- The Washington Times - Saturday, January 26, 2002

Derek Cope was 5 when he almost died after accidentally sipping milk from another child's cup at school.

His mother still tears up six years later when she recalls the ride to the hospital, running red lights, as her son gasped for breath, a rash erupted on his body and he went into anaphylactic shock.

"They had to keep him in the ER that night and give him drug after drug so he could be coherent again," April Walker Cope said.

He survived after 12 stressful hours in the hospital, but Mrs. Cope said it was the beginning of a long battle with the school system for her son's life.

Derek, 11, was born with a rare, but severe and potentially fatal allergy to milk and beef. Mrs. Cope and her husband, David, keep no milk or dairy products at home. They never order home-delivered pizza or eat out.

But there are few safeguards at schools for children who are allergic to milk, even though it is known to cause allergic reactions.

Among children in the United States, 2.5 percent have milk allergies and, although most outgrow it by the time they are 3 or 4, others have it for life, according to Traci Tavares, spokeswoman for Food Allergies and Anaphylaxis.

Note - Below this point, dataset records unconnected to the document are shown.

use super::aggregate::build_report;
use super::numstat::parse_author_log;
use super::output::{output_summary, render_json, render_ndjson, write_output};
use crate::cli::ExtractArgs;
use crate::error::Result;
use crate::git::GitRepo;
use crate::model::{AuthorReport, LogFilter};
use crate::util::resolve_filter;
use anyhow::Context;
use chrono::Utc;
use indicatif::{ProgressBar, ProgressStyle};
use std::time::Instant;

pub const DEFAULT_OUTPUT: &str = "contributions.json";

pub fn exec(args: ExtractArgs) -> anyhow::Result<()> {
    let started = Instant::now();
    let repo = GitRepo::open(args.repo_path.as_ref()).context("Failed to open git repository")?;

    let filter = resolve_filter(args.since.as_deref(), args.until.as_deref(), Utc::now())
        .context("Failed to resolve date range")?;

    let has_history = repo.has_commits().context("Failed to inspect HEAD")?;

    let authors = if !args.author.is_empty() {
        let mut names = args.author.clone();
        names.sort();
        names.dedup();
        names
    } else if has_history {
        repo.list_authors(&filter).with_context(|| {
            format!("Failed to list commit authors in {}", repo.path().display())
        })?
    } else {
        Vec::new()
    };

    let show_progress = !args.quiet && !args.stdout;
    let reports = collect_reports(&repo, &authors, &filter, has_history, show_progress)?;

    let rendered = if args.ndjson {
        render_ndjson(&reports)?
    } else {
        render_json(&reports)?
    };

    if args.stdout {
        print!("{rendered}");
        return Ok(());
    }

    let output_path = match args.output {
        Some(path) => path,
        None => std::env::current_dir()?.join(DEFAULT_OUTPUT),
    };
    write_output(&output_path, &rendered)
        .with_context(|| format!("Failed to write {}", output_path.display()))?;

    if !args.quiet {
        output_summary(&reports, Some(&output_path));
        eprintln!(
            "Done in {}",
            humantime::format_duration(std::time::Duration::from_millis(
                started.elapsed().as_millis() as u64
            ))
        );
    }

    Ok(())
}

/// One `git log` per author, in order. Without history every report is empty.
pub fn collect_reports(
    repo: &GitRepo,
    authors: &[String],
    filter: &LogFilter,
    has_history: bool,
    show_progress: bool,
) -> anyhow::Result<Vec<AuthorReport>> {
    let pb = if show_progress {
        let pb = ProgressBar::new(authors.len() as u64);
        pb.set_style(
            ProgressStyle::default_bar()
                .template("{spinner:.green} [{bar:30.cyan/blue}] {pos}/{len} {msg}")
                .unwrap_or_else(|_| ProgressStyle::default_bar()),
        );
        pb
    } else {
        ProgressBar::hidden()
    };

    let mut reports = Vec::with_capacity(authors.len());
    for author in authors {
        pb.set_message(author.clone());
        let report = if has_history {
            author_report(repo, author, filter)?
        } else {
            build_report(author, Vec::new())
        };
        reports.push(report);
        pb.inc(1);
    }
    pb.finish_and_clear();

    Ok(reports)
}

fn author_report(repo: &GitRepo, author: &str, filter: &LogFilter) -> Result<AuthorReport> {
    let log = repo.author_log(author, filter)?;
    let commits = parse_author_log(&log, author);
    Ok(build_report(author, commits))
}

"There are children who die every year of milk allergies, and I don't want my son to fall sick because someone wasn't careful," said Mrs. Cope, who had worked out a plan to keep Derek's elementary classroom free of dairy products.

The plan is based on the federal Rehabilitation Act of 1973, which protects the rights of persons with disabilities in programs that receive federal aid.

But last fall when Derek moved to Meade Middle School, his parents were shocked when they found that students were bringing food into Derek's classroom during a break. They also found out that the plan did not carry over to his middle school.

After four months of petitioning the school board, the Copes won a small, significant victory when Anne Arundel schools' Interim Superintendent Kenneth P. Lawson this month asked that food be kept out of Derek's class.

Now, the couple wants the county to adopt a policy that will make classrooms safer places for all children with allergies.

Some local school districts, such as Montgomery and Fairfax counties, say they already have guidelines to protect children with food allergies, although in most cases they are peanut allergies.

Derek's parents said they reached agreement with Meade Middle School in October that teachers would clean up after the children had eaten in class.

But sometimes the children cleaned up and were not thorough, Mrs. Cope said. For four months, Derek watched anxiously when children spilt food in class or emptied milk down water fountains. Even touching a doorknob where a child had left traces of ice cream could trigger his symptoms.

"I would just sit at my place and make sure I did not see or touch any food. I was as careful as I could be," said Derek.

He was under tremendous stress and fell sick more often. "He had a lot more headaches and stomach aches and was not able to sleep," Mrs. Cope said. At least twice late last year he had allergic reactions.

His worried parents kept Derek out of school for a week after the Christmas break and considered home schooling. "He likes people and wants to be around others. He feels the interaction … helps him learn more," said Mrs. Cope.

The family said a load was lifted off their shoulders when they learned that food would no longer be allowed in Derek's classroom.

Meade Principal Jacques Smith said the move did not cause any inconvenience because the school had made accommodations for other students to eat in the cafeteria.

But the fight is not over yet for the Cope family. The school system is setting up a committee to look into how to deal with children with severe allergies. "Lots of parents don't know about the law because schools don't tell them. That way it is easier for them to not do anything," Mrs. Cope said.

Derek said his life is a little easier for now. "It is less stressful. But there are some people who have been mad at me and who don't like me because they can't eat lunch in class because of me," he said.

The family will continue to exercise extreme care. There is no known cure for allergies. Derek can never can buy a lunch at school and has never tasted ice cream or cheese. He rarely goes to parties, except those at the homes of very close friends who know about his allergy and avoid serving dairy products. He carries a syringe of epinephrine, which provides temporary relief for an allergic reaction, and wears a medallion inscribed with his doctor's phone number.

"Every time we buy something, I read the label, then Derek reads the label and finally my wife reads it," Mr. Cope said.

They live on a farm, but have never kept a cow. His parents work hard to protect him, like the time his mother baked three huge milk-free cakes for 350 children and parents at her son's fifth-grade graduation party.

"He is doing self-preservation here," Mrs. Cope said.